## Problem statement
As you look over the data below, please find each line where the word "must" appears, then copy it.

## Provided data
►

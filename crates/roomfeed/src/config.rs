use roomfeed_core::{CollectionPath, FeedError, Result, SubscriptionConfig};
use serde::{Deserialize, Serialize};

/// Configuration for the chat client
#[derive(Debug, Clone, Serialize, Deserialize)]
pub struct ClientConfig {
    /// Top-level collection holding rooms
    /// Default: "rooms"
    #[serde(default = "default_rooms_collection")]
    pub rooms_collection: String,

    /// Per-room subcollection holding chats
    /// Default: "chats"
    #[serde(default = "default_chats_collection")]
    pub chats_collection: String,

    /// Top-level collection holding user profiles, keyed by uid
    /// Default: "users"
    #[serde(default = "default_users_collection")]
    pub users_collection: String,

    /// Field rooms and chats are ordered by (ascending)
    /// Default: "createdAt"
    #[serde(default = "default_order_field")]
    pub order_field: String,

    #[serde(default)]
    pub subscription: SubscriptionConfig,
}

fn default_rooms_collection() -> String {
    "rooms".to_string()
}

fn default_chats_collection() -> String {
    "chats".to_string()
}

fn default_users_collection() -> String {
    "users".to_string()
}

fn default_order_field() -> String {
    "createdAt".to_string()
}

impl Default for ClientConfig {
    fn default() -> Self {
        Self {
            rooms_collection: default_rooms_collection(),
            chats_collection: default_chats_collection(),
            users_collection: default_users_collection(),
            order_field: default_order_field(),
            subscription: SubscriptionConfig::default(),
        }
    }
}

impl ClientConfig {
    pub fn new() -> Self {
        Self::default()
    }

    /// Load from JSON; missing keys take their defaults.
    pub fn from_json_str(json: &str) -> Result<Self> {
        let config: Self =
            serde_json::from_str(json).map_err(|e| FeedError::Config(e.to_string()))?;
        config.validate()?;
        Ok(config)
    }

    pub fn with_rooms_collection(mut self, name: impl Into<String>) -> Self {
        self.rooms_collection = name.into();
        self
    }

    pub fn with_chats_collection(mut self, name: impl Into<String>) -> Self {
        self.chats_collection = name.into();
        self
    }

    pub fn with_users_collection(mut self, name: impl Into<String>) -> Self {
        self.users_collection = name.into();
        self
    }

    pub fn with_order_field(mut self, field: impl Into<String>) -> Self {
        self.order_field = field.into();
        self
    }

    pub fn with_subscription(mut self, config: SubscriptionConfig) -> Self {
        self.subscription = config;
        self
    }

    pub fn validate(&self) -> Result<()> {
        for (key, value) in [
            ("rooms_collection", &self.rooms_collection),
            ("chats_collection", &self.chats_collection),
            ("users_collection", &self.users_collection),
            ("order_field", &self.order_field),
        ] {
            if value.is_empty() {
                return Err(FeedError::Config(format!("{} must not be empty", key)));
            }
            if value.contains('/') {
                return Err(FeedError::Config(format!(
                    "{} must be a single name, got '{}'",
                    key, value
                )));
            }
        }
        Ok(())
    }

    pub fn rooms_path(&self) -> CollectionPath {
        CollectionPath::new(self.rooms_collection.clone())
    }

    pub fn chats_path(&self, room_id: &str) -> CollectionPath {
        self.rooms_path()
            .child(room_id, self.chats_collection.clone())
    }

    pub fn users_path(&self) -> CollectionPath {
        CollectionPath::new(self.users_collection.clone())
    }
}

◄
►

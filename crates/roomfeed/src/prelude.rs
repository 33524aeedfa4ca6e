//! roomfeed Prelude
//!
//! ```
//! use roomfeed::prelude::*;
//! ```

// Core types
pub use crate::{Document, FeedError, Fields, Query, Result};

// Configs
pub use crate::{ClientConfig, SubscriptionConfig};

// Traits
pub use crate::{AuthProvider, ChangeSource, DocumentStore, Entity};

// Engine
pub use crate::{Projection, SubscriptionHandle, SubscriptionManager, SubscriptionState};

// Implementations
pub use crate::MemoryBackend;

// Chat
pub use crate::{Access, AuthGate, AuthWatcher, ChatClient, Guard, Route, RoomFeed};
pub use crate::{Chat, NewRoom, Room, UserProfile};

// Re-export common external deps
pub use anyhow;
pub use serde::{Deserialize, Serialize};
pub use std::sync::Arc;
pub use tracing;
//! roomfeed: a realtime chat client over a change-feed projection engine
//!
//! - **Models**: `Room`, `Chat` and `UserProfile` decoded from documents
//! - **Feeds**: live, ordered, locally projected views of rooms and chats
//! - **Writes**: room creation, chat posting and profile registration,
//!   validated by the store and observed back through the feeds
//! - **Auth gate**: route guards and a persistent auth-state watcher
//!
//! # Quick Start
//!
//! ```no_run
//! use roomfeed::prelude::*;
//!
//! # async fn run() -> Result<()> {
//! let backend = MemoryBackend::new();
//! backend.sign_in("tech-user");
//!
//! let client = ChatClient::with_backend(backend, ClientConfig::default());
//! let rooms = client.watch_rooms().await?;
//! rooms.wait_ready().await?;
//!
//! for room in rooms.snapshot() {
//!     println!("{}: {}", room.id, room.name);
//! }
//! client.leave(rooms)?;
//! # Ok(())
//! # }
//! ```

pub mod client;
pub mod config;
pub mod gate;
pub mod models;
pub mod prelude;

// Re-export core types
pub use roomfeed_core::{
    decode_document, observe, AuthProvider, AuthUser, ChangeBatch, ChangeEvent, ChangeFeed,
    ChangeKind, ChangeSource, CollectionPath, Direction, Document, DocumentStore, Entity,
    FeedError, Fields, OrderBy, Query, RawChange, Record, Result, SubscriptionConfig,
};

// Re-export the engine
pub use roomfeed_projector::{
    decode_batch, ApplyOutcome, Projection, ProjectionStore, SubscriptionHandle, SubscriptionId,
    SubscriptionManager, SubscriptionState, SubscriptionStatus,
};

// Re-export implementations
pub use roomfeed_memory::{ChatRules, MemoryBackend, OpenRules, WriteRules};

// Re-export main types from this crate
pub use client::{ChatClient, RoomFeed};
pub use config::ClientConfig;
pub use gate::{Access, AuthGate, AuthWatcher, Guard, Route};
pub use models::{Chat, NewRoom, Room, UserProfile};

◄
►

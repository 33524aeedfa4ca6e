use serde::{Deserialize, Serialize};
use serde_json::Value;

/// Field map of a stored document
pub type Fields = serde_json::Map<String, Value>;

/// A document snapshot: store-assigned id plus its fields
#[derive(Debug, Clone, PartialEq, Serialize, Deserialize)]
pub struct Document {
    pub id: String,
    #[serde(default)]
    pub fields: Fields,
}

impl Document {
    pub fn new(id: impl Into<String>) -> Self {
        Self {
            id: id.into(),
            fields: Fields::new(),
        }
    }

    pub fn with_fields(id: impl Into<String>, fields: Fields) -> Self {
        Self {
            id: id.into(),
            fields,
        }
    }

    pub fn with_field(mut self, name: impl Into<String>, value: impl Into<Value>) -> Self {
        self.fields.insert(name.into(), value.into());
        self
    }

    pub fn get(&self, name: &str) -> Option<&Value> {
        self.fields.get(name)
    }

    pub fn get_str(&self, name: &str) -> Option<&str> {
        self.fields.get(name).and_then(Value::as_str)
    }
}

◄

## Output below
                return Err(FeedError::Config(format!("{} must not be empty", key)));
                    "{} must be a single name, got '{}'",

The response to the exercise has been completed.